> [What needs to be done] Scan the lines below for "impl"; report the number of lines that contain it, and only that.

Stored data:

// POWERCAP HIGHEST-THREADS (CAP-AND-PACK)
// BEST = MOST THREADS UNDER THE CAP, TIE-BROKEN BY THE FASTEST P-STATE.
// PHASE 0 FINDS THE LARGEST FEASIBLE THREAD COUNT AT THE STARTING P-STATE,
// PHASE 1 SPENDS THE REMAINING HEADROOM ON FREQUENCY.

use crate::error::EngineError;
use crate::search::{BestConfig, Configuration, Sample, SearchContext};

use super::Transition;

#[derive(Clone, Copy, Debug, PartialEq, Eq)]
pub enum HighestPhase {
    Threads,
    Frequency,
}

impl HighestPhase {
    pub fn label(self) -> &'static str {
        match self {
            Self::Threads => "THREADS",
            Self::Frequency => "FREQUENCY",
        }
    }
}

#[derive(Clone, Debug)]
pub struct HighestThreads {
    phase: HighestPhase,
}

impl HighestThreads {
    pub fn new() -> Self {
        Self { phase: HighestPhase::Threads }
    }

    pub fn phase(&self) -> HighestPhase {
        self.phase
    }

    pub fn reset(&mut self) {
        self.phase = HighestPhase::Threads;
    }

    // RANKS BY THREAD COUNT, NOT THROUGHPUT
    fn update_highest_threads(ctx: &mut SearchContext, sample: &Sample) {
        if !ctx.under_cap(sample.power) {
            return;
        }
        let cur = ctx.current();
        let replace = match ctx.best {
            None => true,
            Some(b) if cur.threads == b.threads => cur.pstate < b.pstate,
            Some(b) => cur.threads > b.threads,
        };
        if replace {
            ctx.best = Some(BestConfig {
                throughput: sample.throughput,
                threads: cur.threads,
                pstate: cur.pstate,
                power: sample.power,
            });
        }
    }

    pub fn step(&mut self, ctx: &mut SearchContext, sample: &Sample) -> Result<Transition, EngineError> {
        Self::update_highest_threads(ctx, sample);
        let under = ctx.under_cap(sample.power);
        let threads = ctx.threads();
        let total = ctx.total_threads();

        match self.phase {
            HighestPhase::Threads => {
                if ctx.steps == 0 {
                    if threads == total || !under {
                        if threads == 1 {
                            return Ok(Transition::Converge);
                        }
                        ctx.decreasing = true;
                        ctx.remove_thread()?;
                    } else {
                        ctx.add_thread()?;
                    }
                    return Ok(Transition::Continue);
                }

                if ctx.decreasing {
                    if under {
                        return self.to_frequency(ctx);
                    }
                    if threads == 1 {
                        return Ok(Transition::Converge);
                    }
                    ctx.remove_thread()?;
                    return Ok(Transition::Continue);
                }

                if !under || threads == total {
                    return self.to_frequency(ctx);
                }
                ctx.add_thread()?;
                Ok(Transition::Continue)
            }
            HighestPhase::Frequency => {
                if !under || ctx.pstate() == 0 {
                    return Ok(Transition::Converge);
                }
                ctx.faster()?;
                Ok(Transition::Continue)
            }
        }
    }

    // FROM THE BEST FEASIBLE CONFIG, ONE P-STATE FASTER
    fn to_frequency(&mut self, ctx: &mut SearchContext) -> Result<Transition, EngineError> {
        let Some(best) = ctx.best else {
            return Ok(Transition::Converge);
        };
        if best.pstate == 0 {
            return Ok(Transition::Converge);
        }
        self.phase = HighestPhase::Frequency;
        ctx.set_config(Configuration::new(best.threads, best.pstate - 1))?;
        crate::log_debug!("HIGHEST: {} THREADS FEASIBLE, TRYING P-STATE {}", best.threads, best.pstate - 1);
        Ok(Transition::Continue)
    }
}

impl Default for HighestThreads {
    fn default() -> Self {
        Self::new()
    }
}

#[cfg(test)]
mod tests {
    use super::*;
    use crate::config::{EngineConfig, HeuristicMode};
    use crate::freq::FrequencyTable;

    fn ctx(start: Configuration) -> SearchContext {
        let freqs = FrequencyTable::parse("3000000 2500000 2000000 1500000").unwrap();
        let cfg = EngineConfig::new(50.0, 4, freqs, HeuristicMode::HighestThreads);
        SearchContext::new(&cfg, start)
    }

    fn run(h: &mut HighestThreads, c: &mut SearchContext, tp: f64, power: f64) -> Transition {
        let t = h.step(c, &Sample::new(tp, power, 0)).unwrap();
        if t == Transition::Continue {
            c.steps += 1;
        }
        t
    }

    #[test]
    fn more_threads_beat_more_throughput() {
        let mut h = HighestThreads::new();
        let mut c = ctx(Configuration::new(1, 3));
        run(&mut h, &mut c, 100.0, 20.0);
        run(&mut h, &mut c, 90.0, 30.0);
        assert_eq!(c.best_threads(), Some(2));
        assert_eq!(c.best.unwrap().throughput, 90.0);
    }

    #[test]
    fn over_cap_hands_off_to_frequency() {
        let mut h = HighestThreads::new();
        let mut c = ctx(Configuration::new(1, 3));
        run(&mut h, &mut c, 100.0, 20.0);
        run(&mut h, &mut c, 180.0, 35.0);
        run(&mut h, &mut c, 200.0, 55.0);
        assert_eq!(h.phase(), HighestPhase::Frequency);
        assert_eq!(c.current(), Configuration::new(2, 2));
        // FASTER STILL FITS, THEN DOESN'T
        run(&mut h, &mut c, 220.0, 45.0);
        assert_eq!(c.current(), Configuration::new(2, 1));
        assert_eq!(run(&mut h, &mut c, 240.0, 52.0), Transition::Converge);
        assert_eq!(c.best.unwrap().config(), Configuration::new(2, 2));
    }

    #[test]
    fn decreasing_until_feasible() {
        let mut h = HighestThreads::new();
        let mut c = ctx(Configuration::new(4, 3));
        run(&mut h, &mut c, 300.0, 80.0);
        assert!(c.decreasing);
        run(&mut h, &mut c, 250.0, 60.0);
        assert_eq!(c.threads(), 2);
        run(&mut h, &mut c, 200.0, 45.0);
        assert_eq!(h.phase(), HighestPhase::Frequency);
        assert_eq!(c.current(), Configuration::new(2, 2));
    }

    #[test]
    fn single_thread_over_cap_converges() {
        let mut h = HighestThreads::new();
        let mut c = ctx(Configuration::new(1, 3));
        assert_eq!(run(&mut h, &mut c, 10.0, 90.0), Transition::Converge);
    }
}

> [Result of the exercise] 3